勿論、週刊誌も必ず買う。流石に週刊誌を保管していると部屋がすぐ埋まってしまうので、コミック化されていない読み切りなんかだけをPCに保存している。
少女マンガも勿論チェック済みだ。
はっきり言って俺の知らないマンガはない。
そんな変わってはいても珍しくはない、ただのマンガ好きな俺の部屋には時々変わった奴がやって来る。
それは玄関からでも窓からでもなく、部屋の真ん中に突然現れる謎の黒い扉をくぐって。
ある日のこと、いつものようにマンガを読んでいると部屋の真ん中に紫の光で魔方陣が浮かび上がった。
人間っていうもんは驚きを通り越すと案外冷静になるようで「まるで『召喚伝説』の2巻12ページみたいじゃないか」なんて意味のないことを考えていた。
現実逃避なことを考えている俺をほったらかしにして、その魔方陣は中心から真っ黒な扉をニョキニョキと生やしていった。
部屋の天井くらいまで伸びた扉がゆっくりと開いていく。妙に迫力のあるその扉が完全に開ききると、その向こう側には胸のところで手を組んだ女の子が一人で立っていた。その子は肩くらいまで伸ばした金髪に、ふわりとした真っ白なローブ、胸元には金色の鳥が刺繍されている。
「巫女ラサーナ?」
俺は、その女の子の姿があんまりにも俺のお気に入りのマンガ『騎士と巫女』の登場人物、巫女ラサーナに似ているので思わずそう呟いてしまった。
俺の呟きのを聞いた扉の前に立つ女の子は肩をびくりと振るわせるとボロボロと泣き出す。

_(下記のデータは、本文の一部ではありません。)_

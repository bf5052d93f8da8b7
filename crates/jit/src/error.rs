use thiserror::Error;

/// Why a filter program failed to compile.
///
/// A failed compile never hands back partial code; callers fall back to
/// the reference interpreter.
#[derive(Debug, Clone, Copy, PartialEq, Eq, Error)]
pub enum CompileError {
    #[error("program has no instructions")]
    EmptyProgram,

    #[error("program is too long to index")]
    TooManyInsns,

    #[error("branch target out of range at instruction {0}")]
    BranchOutOfRange(usize),

    #[error("unsupported opcode {code:#06x} at instruction {at}")]
    UnsupportedOpcode { at: usize, code: u16 },

    #[error("scratch memory index {index} out of range at instruction {at}")]
    BadMemIndex { at: usize, index: u32 },

    #[error("branch left unresolved during emission")]
    UnresolvedBranch,
}
//! The classic BPF instruction record.
//!
//! A program is an ordered slice of fixed-format instructions; the index of
//! an instruction doubles as its address. Branch offsets `jt`/`jf` are
//! unsigned and relative to the next instruction, so control flow can only
//! move forward.

use core::fmt;

use cranelift_entity::entity_impl;

use crate::opcode::{AluOp, Class, JmpOp, MiscOp, Mode, RVal, Size, Src};

/// Address of an instruction within a program.
#[derive(Debug, Clone, Copy, PartialEq, Eq, Hash, PartialOrd, Ord)]
pub struct InsnId(pub u32);
entity_impl!(InsnId);

/// A single filter instruction.
#[derive(Clone, Copy, PartialEq, Eq)]
#[repr(C)]
pub struct Insn {
    /// Packed opcode fields
    pub code: u16,
    /// Branch offset when the condition holds
    pub jt: u8,
    /// Branch offset when the condition does not hold
    pub jf: u8,
    /// Immediate operand
    pub k: u32,
}

impl Insn {
    #[inline]
    pub const fn new(code: u16, jt: u8, jf: u8, k: u32) -> Self {
        Self { code, jt, jf, k }
    }

    #[inline]
    pub const fn class(&self) -> Class {
        Class::from_code(self.code)
    }

    #[inline]
    pub const fn size(&self) -> Option<Size> {
        Size::from_code(self.code)
    }

    #[inline]
    pub const fn mode(&self) -> Option<Mode> {
        Mode::from_code(self.code)
    }

    #[inline]
    pub const fn alu_op(&self) -> Option<AluOp> {
        AluOp::from_code(self.code)
    }

    #[inline]
    pub const fn jmp_op(&self) -> Option<JmpOp> {
        JmpOp::from_code(self.code)
    }

    #[inline]
    pub const fn src(&self) -> Src {
        Src::from_code(self.code)
    }

    #[inline]
    pub const fn rval(&self) -> Option<RVal> {
        RVal::from_code(self.code)
    }

    #[inline]
    pub const fn misc_op(&self) -> Option<MiscOp> {
        MiscOp::from_code(self.code)
    }

    // Builders, mostly for assembling programs in tests.

    /// `A <- k`
    pub const fn ld_imm(k: u32) -> Self {
        Self::new(Class::Ld as u16 | Mode::Imm as u16, 0, 0, k)
    }

    /// `A <- P[k:width]`
    pub const fn ld_abs(size: Size, k: u32) -> Self {
        Self::new(Class::Ld as u16 | Mode::Abs as u16 | size as u16, 0, 0, k)
    }

    /// `A <- P[X+k:width]`
    pub const fn ld_ind(size: Size, k: u32) -> Self {
        Self::new(Class::Ld as u16 | Mode::Ind as u16 | size as u16, 0, 0, k)
    }

    /// `A <- wirelen`
    pub const fn ld_len() -> Self {
        Self::new(Class::Ld as u16 | Mode::Len as u16, 0, 0, 0)
    }

    /// `A <- M[k]`
    pub const fn ld_mem(k: u32) -> Self {
        Self::new(Class::Ld as u16 | Mode::Mem as u16, 0, 0, k)
    }

    /// `X <- k`
    pub const fn ldx_imm(k: u32) -> Self {
        Self::new(Class::Ldx as u16 | Mode::Imm as u16, 0, 0, k)
    }

    /// `X <- wirelen`
    pub const fn ldx_len() -> Self {
        Self::new(Class::Ldx as u16 | Mode::Len as u16, 0, 0, 0)
    }

    /// `X <- M[k]`
    pub const fn ldx_mem(k: u32) -> Self {
        Self::new(Class::Ldx as u16 | Mode::Mem as u16, 0, 0, k)
    }

    /// `X <- 4 * (P[k:1] & 0xf)`
    pub const fn ldx_msh(k: u32) -> Self {
        Self::new(
            Class::Ldx as u16 | Mode::Msh as u16 | Size::B as u16,
            0,
            0,
            k,
        )
    }

    /// `M[k] <- A`
    pub const fn st(k: u32) -> Self {
        Self::new(Class::St as u16, 0, 0, k)
    }

    /// `M[k] <- X`
    pub const fn stx(k: u32) -> Self {
        Self::new(Class::Stx as u16, 0, 0, k)
    }

    /// `A <- A op k`
    pub const fn alu_k(op: AluOp, k: u32) -> Self {
        Self::new(Class::Alu as u16 | op as u16 | Src::K as u16, 0, 0, k)
    }

    /// `A <- A op X`
    pub const fn alu_x(op: AluOp) -> Self {
        Self::new(Class::Alu as u16 | op as u16 | Src::X as u16, 0, 0, 0)
    }

    /// `A <- -A`
    pub const fn neg() -> Self {
        Self::new(Class::Alu as u16 | AluOp::Neg as u16, 0, 0, 0)
    }

    /// `pc <- pc + 1 + k`
    pub const fn ja(k: u32) -> Self {
        Self::new(Class::Jmp as u16 | JmpOp::Ja as u16, 0, 0, k)
    }

    /// `pc <- pc + 1 + (A op k ? jt : jf)`
    pub const fn jmp_k(op: JmpOp, k: u32, jt: u8, jf: u8) -> Self {
        Self::new(Class::Jmp as u16 | op as u16 | Src::K as u16, jt, jf, k)
    }

    /// `pc <- pc + 1 + (A op X ? jt : jf)`
    pub const fn jmp_x(op: JmpOp, jt: u8, jf: u8) -> Self {
        Self::new(Class::Jmp as u16 | op as u16 | Src::X as u16, jt, jf, 0)
    }

    /// Accept `k` bytes of the packet (`0` rejects)
    pub const fn ret_k(k: u32) -> Self {
        Self::new(Class::Ret as u16 | RVal::K as u16, 0, 0, k)
    }

    /// Accept `A` bytes of the packet
    pub const fn ret_a() -> Self {
        Self::new(Class::Ret as u16 | RVal::A as u16, 0, 0, 0)
    }

    /// `X <- A`
    pub const fn tax() -> Self {
        Self::new(Class::Misc as u16 | MiscOp::Tax as u16, 0, 0, 0)
    }

    /// `A <- X`
    pub const fn txa() -> Self {
        Self::new(Class::Misc as u16 | MiscOp::Txa as u16, 0, 0, 0)
    }
}

impl fmt::Debug for Insn {
    fn fmt(&self, f: &mut fmt::Formatter<'_>) -> fmt::Result {
        f.debug_struct("Insn")
            .field("code", &format_args!("{:#06x}", self.code))
            .field("jt", &self.jt)
            .field("jf", &self.jf)
            .field("k", &self.k)
            .finish()
    }
}

impl fmt::Display for Insn {
    fn fmt(&self, f: &mut fmt::Formatter<'_>) -> fmt::Result {
        match self.class() {
            Class::Ld | Class::Ldx => {
                let reg = if self.class() == Class::Ld { "a" } else { "x" };
                match self.mode() {
                    Some(Mode::Imm) => write!(f, "ld {reg}, #{}", self.k),
                    Some(Mode::Abs) => {
                        let w = self.size().map_or(0, Size::width);
                        write!(f, "ld {reg}, p[{}:{w}]", self.k)
                    }
                    Some(Mode::Ind) => {
                        let w = self.size().map_or(0, Size::width);
                        write!(f, "ld {reg}, p[x+{}:{w}]", self.k)
                    }
                    Some(Mode::Mem) => write!(f, "ld {reg}, m[{}]", self.k),
                    Some(Mode::Len) => write!(f, "ld {reg}, len"),
                    Some(Mode::Msh) => write!(f, "ldx 4*(p[{}:1]&0xf)", self.k),
                    None => write!(f, "ld?! {:#06x}", self.code),
                }
            }
            Class::St => write!(f, "st m[{}], a", self.k),
            Class::Stx => write!(f, "st m[{}], x", self.k),
            Class::Alu => match self.alu_op() {
                Some(AluOp::Neg) => write!(f, "neg a"),
                Some(op) if self.src() == Src::X => write!(f, "{op} a, x"),
                Some(op) => write!(f, "{op} a, #{}", self.k),
                None => write!(f, "alu?! {:#06x}", self.code),
            },
            Class::Jmp => match self.jmp_op() {
                Some(JmpOp::Ja) => write!(f, "ja +{}", self.k),
                Some(op) if self.src() == Src::X => {
                    write!(f, "{op} a, x, +{}, +{}", self.jt, self.jf)
                }
                Some(op) => write!(f, "{op} a, #{}, +{}, +{}", self.k, self.jt, self.jf),
                None => write!(f, "jmp?! {:#06x}", self.code),
            },
            Class::Ret => match self.rval() {
                Some(RVal::A) => write!(f, "ret a"),
                Some(RVal::K) => write!(f, "ret #{}", self.k),
                _ => write!(f, "ret?! {:#06x}", self.code),
            },
            Class::Misc => match self.misc_op() {
                Some(MiscOp::Tax) => write!(f, "tax"),
                Some(MiscOp::Txa) => write!(f, "txa"),
                None => write!(f, "misc?! {:#06x}", self.code),
            },
        }
    }
}

#[cfg(test)]
mod tests {
    use super::*;

    #[test]
    fn record_size() {
        assert_eq!(core::mem::size_of::<Insn>(), 8);
    }

    #[test]
    fn field_decode() {
        let insn = Insn::ld_abs(Size::H, 12);
        assert_eq!(insn.class(), Class::Ld);
        assert_eq!(insn.mode(), Some(Mode::Abs));
        assert_eq!(insn.size(), Some(Size::H));
        assert_eq!(insn.k, 12);

        let insn = Insn::jmp_k(JmpOp::Jeq, 0x800, 1, 4);
        assert_eq!(insn.class(), Class::Jmp);
        assert_eq!(insn.jmp_op(), Some(JmpOp::Jeq));
        assert_eq!(insn.src(), Src::K);
        assert_eq!((insn.jt, insn.jf), (1, 4));

        let insn = Insn::alu_x(AluOp::And);
        assert_eq!(insn.src(), Src::X);
        assert_eq!(insn.alu_op(), Some(AluOp::And));
    }

    #[test]
    fn msh_is_byte_sized() {
        let insn = Insn::ldx_msh(14);
        assert_eq!(insn.class(), Class::Ldx);
        assert_eq!(insn.mode(), Some(Mode::Msh));
        assert_eq!(insn.size(), Some(Size::B));
    }

    #[test]
    fn invalid_size_bits() {
        // 0x18 in the size field decodes to no width at all.
        let insn = Insn::new(Class::Ld as u16 | Mode::Abs as u16 | 0x18, 0, 0, 0);
        assert_eq!(insn.size(), None);
    }

    #[test]
    fn display() {
        assert_eq!(Insn::ld_abs(Size::W, 26).to_string(), "ld a, p[26:4]");
        assert_eq!(Insn::ldx_msh(14).to_string(), "ldx 4*(p[14:1]&0xf)");
        assert_eq!(
            Insn::jmp_k(JmpOp::Jset, 0x1fff, 3, 0).to_string(),
            "jset a, #8191, +3, +0"
        );
        assert_eq!(Insn::ret_k(u32::MAX).to_string(), "ret #4294967295");
        assert_eq!(Insn::alu_k(AluOp::Div, 4).to_string(), "div a, #4");
    }
}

やばい!マンガのキャラに例えるなんて、もしかしてキモかったか!?
「はい、ラサーナです、賢者様。私は神殿の巫女ラサーナでございます」
俺が目の前の女の子が突然泣き出したことにあたふたしているとその女の子、マンガと同じ名前のラサーナは泣きながらしゃべり出した。
「賢者様、どうか我々の世界をお救いください」
泣いたせいで目が真っ赤になっているラサーナがした話によると扉は別の世界と繋がっている、向こうの世界は魔王に支配されようとしている、神殿の巫女には魔王が現れた時の為に賢者に知恵を授けてもらう魔方陣が伝わっているということを教えてもらった。
ふむ、なるほど。なぜこの世界に現れたのかとうことはわかった。
でもそういうことなら一つ疑問がある。
「俺、別に賢者とかじゃないんだけど…」
「いいえ!あなたは賢者様です!」
俺の言葉を食い気味にラサーナが返してきた。
「あなたが賢者様でないというなら、私たちはどうすれば良いのですか!?このままでは…、このままでは私たちの世界は、セドリア国はどうなってしまうのです!」
目をギラギラさせたラサーナが語気を強める。気持ちはわかる。切羽詰まった彼女にとって、扉をくぐってここに来たのは、おそらく最後の手段だったのだろう。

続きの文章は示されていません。